▸ What you are asked to do
Read the records below. Copy each line where the string "bool" occurs.
::: Supplied entries
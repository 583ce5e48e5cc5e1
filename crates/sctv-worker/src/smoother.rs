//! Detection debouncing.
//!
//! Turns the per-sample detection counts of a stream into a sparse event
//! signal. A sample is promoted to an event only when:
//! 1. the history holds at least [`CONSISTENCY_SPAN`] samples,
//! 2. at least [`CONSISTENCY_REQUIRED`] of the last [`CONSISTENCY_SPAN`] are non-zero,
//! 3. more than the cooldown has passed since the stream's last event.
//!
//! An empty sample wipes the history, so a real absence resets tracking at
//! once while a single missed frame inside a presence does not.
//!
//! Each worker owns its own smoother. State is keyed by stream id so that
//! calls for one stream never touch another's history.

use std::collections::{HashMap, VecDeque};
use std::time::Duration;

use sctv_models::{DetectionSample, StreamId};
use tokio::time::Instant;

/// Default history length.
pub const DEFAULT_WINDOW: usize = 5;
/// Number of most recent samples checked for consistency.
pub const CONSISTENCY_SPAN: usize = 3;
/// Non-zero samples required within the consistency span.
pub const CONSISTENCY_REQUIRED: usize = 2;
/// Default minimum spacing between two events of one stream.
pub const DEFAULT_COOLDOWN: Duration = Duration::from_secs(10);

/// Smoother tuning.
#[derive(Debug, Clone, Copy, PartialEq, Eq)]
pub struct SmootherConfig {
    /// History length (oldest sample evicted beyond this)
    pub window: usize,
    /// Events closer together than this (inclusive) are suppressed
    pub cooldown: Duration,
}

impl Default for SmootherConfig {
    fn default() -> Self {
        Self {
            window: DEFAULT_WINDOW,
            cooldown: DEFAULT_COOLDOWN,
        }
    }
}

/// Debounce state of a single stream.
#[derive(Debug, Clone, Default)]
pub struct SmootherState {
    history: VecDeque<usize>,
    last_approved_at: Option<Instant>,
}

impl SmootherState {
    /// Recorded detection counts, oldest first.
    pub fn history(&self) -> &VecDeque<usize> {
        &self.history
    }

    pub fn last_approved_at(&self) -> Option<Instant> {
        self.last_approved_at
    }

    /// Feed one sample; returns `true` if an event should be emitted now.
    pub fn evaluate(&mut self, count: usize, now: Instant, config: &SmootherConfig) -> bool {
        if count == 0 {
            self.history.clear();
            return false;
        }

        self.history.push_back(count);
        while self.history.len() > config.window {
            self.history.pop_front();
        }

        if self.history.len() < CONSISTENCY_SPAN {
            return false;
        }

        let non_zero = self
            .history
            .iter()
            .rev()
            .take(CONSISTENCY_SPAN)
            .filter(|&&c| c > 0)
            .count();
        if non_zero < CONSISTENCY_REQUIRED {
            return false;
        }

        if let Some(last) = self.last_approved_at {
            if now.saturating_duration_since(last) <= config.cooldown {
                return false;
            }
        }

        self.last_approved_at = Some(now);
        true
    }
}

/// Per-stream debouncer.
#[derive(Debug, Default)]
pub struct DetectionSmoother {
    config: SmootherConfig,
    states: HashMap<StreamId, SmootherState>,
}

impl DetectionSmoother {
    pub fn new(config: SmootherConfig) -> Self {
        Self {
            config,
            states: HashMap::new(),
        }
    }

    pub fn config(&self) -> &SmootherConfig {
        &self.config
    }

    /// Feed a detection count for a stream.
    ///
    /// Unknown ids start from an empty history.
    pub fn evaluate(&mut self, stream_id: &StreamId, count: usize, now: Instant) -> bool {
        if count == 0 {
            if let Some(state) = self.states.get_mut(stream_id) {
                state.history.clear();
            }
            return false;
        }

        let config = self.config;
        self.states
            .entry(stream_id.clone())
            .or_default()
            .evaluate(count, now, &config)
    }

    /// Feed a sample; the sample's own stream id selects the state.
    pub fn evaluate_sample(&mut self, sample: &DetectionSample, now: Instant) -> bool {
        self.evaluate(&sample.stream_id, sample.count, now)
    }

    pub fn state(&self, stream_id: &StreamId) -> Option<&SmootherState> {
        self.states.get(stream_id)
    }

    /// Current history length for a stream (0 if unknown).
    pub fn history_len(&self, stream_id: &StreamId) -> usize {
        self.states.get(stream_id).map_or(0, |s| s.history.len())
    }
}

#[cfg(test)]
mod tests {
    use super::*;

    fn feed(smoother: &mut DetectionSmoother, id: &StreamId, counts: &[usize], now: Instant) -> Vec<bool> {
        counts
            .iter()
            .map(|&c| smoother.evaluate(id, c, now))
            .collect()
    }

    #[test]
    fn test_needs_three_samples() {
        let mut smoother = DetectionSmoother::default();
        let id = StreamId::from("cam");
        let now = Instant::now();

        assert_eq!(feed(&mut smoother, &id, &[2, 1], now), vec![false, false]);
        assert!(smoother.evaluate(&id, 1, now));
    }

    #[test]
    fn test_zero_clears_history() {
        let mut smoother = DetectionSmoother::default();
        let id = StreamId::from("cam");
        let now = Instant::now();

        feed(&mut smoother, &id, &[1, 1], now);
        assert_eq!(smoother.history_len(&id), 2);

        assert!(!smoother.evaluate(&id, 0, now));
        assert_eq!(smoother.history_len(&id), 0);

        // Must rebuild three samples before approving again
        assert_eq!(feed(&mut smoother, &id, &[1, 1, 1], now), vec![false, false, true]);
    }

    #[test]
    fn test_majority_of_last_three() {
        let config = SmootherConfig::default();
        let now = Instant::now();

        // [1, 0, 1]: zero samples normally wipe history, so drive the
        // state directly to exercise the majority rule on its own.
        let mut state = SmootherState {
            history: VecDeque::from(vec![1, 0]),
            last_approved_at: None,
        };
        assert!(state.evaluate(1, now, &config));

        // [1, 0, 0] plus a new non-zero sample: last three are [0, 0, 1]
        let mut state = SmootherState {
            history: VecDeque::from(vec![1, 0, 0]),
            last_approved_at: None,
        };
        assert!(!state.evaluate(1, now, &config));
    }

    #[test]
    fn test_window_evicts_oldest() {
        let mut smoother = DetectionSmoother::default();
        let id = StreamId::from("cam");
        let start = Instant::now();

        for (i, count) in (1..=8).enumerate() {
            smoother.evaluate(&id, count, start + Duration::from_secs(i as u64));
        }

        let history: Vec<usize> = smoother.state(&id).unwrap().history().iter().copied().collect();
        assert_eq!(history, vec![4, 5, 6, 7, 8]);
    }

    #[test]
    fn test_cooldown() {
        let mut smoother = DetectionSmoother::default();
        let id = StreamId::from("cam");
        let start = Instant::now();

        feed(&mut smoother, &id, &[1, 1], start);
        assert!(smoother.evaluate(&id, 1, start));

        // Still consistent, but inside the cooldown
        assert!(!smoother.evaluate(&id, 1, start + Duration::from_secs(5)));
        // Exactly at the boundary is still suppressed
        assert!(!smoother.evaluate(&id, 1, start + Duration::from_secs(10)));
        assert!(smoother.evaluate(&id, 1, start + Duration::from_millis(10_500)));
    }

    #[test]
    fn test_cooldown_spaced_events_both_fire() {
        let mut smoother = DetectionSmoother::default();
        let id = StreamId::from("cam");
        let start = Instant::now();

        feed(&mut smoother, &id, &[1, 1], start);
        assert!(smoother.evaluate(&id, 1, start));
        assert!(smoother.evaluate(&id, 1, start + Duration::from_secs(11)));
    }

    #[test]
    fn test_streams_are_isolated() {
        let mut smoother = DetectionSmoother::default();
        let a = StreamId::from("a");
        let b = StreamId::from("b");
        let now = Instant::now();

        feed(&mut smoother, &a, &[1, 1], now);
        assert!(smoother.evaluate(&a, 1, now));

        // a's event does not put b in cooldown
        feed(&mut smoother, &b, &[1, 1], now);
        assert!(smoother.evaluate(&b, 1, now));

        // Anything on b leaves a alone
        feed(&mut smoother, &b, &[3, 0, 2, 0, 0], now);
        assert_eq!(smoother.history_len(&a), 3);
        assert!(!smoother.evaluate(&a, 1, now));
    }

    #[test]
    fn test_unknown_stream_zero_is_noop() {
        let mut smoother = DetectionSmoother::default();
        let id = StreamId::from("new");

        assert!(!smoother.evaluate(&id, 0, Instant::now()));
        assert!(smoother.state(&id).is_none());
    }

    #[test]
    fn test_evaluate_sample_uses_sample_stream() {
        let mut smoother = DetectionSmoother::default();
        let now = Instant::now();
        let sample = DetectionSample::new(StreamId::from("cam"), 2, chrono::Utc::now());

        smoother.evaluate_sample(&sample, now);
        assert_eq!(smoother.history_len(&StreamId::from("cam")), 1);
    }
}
::::::
▸ Answer to the problem
    pub fn evaluate(&mut self, count: usize, now: Instant, config: &SmootherConfig) -> bool {
    pub fn evaluate(&mut self, stream_id: &StreamId, count: usize, now: Instant) -> bool {
    pub fn evaluate_sample(&mut self, sample: &DetectionSample, now: Instant) -> bool {
    fn feed(smoother: &mut DetectionSmoother, id: &StreamId, counts: &[usize], now: Instant) -> Vec<bool> {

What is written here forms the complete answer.